#### The task:
Could you filter the data below down to the lines that hold the word "automock"?
--- Input data ---
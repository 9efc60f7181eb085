//! Kubernetes access for the workload controller

use async_trait::async_trait;
use k8s_openapi::api::core::v1::Secret;
use kube::api::{Api, DeleteParams, ListParams, Patch, PatchParams, PostParams};
use kube::Client;
use serde_json::Value;
#[cfg(test)]
use mockall::automock;

use forge_common::crd::{Pipeline, PipelineRun, Workload};
use forge_common::kube_utils::finalizer_patch;
use forge_common::{Error, ErrorClass, FIELD_MANAGER, WORKLOAD_LABEL};

use crate::pipeline::workload_label_value;

/// Outcome of creating a pipeline run
#[derive(Clone, Copy, Debug, PartialEq, Eq)]
pub enum RunCreation {
    /// The run was created by this call
    Created,
    /// A run with the same name already existed
    AlreadyExists,
}

/// Trait abstracting Kubernetes client operations for Workloads
///
/// Writes to the Workload carry the resourceVersion that was read, so a
/// concurrent change fails with a conflict and the caller re-reads.
#[cfg_attr(test, automock)]
#[async_trait]
pub trait WorkloadKubeClient: Send + Sync {
    /// Get a Workload, `None` if it does not exist
    async fn get_workload(&self, namespace: &str, name: &str) -> Result<Option<Workload>, Error>;

    /// Replace the Workload's finalizer list
    async fn patch_finalizers(
        &self,
        namespace: &str,
        name: &str,
        resource_version: Option<String>,
        finalizers: Vec<String>,
    ) -> Result<(), Error>;

    /// Apply a JSON merge patch to the Workload's status subresource
    async fn patch_status(&self, namespace: &str, name: &str, patch: Value) -> Result<(), Error>;

    /// Get a pipeline template, `None` if it does not exist
    async fn get_pipeline(&self, namespace: &str, name: &str) -> Result<Option<Pipeline>, Error>;

    /// Get a Secret, `None` if it does not exist
    async fn get_secret(&self, namespace: &str, name: &str) -> Result<Option<Secret>, Error>;

    /// Create a pipeline run; an existing run of the same name is not an error
    async fn create_pipeline_run(&self, run: &PipelineRun) -> Result<RunCreation, Error>;

    /// List the runs labelled as belonging to a Workload
    async fn list_pipeline_runs(
        &self,
        namespace: &str,
        workload: &str,
    ) -> Result<Vec<PipelineRun>, Error>;

    /// Delete the runs labelled as belonging to a Workload
    async fn delete_pipeline_runs(&self, namespace: &str, workload: &str) -> Result<(), Error>;
}

/// Real Kubernetes client implementation
pub struct WorkloadKubeClientImpl {
    client: Client,
}

impl WorkloadKubeClientImpl {
    /// Create a new client wrapping the given kube Client
    pub fn new(client: Client) -> Self {
        Self { client }
    }
}

fn patch_params() -> PatchParams {
    PatchParams {
        field_manager: Some(FIELD_MANAGER.to_string()),
        ..Default::default()
    }
}

fn run_selector(workload: &str) -> ListParams {
    let value = workload_label_value(workload);
    ListParams::default().labels(&format!("{WORKLOAD_LABEL}={value}"))
}

#[async_trait]
impl WorkloadKubeClient for WorkloadKubeClientImpl {
    async fn get_workload(&self, namespace: &str, name: &str) -> Result<Option<Workload>, Error> {
        let api: Api<Workload> = Api::namespaced(self.client.clone(), namespace);
        Ok(api.get_opt(name).await?)
    }

    async fn patch_finalizers(
        &self,
        namespace: &str,
        name: &str,
        resource_version: Option<String>,
        finalizers: Vec<String>,
    ) -> Result<(), Error> {
        let api: Api<Workload> = Api::namespaced(self.client.clone(), namespace);
        let patch = finalizer_patch(resource_version.as_deref(), &finalizers);
        api.patch(name, &patch_params(), &Patch::Merge(&patch))
            .await?;
        Ok(())
    }

    async fn patch_status(&self, namespace: &str, name: &str, patch: Value) -> Result<(), Error> {
        let api: Api<Workload> = Api::namespaced(self.client.clone(), namespace);
        api.patch_status(name, &patch_params(), &Patch::Merge(&patch))
            .await?;
        Ok(())
    }

    async fn get_pipeline(&self, namespace: &str, name: &str) -> Result<Option<Pipeline>, Error> {
        let api: Api<Pipeline> = Api::namespaced(self.client.clone(), namespace);
        Ok(api.get_opt(name).await?)
    }

    async fn get_secret(&self, namespace: &str, name: &str) -> Result<Option<Secret>, Error> {
        let api: Api<Secret> = Api::namespaced(self.client.clone(), namespace);
        Ok(api.get_opt(name).await?)
    }

    async fn create_pipeline_run(&self, run: &PipelineRun) -> Result<RunCreation, Error> {
        let namespace = run
            .metadata
            .namespace
            .as_deref()
            .ok_or_else(|| {
                Error::internal_with_context("workload-client", "run has no namespace")
            })?;
        let api: Api<PipelineRun> = Api::namespaced(self.client.clone(), namespace);
        let params = PostParams {
            field_manager: Some(FIELD_MANAGER.to_string()),
            ..Default::default()
        };
        match api.create(&params, run).await {
            Ok(_) => Ok(RunCreation::Created),
            Err(e) => {
                let err = Error::from(e);
                if err.class() == ErrorClass::AlreadyExists {
                    Ok(RunCreation::AlreadyExists)
                } else {
                    Err(err)
                }
            }
        }
    }

    async fn list_pipeline_runs(
        &self,
        namespace: &str,
        workload: &str,
    ) -> Result<Vec<PipelineRun>, Error> {
        let api: Api<PipelineRun> = Api::namespaced(self.client.clone(), namespace);
        Ok(api.list(&run_selector(workload)).await?.items)
    }

    async fn delete_pipeline_runs(&self, namespace: &str, workload: &str) -> Result<(), Error> {
        let api: Api<PipelineRun> = Api::namespaced(self.client.clone(), namespace);
        api.delete_collection(&DeleteParams::background(), &run_selector(workload))
            .await?;
        Ok(())
    }
}

#[cfg(test)]
mod tests {
    use super::*;

    #[test]
    fn test_run_selector_matches_shortened_label() {
        assert_eq!(run_selector("api").label_selector.as_deref(), Some("forge.dev/workload=api"));

        let long = "e".repeat(90);
        let selector = run_selector(&long).label_selector.unwrap();
        let value = selector.trim_start_matches("forge.dev/workload=");
        assert_eq!(value, workload_label_value(&long));
        assert!(value.len() <= 63);
    }
}
//! Integration tests for the forge operator
//!
//! Tests are organized by the story they tell:
//!
//! - `crd_operations`: creating, reading and deleting Workloads through the
//!   Kubernetes API with only the CRD installed
//!
//! - `workload_lifecycle`: what a running operator does to a new Workload.
//!   These need the operator deployed in the cluster.

mod crd_operations;
mod helpers;
mod workload_lifecycle;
---
#### Answer box:
use mockall::automock;
#[cfg_attr(test, automock)]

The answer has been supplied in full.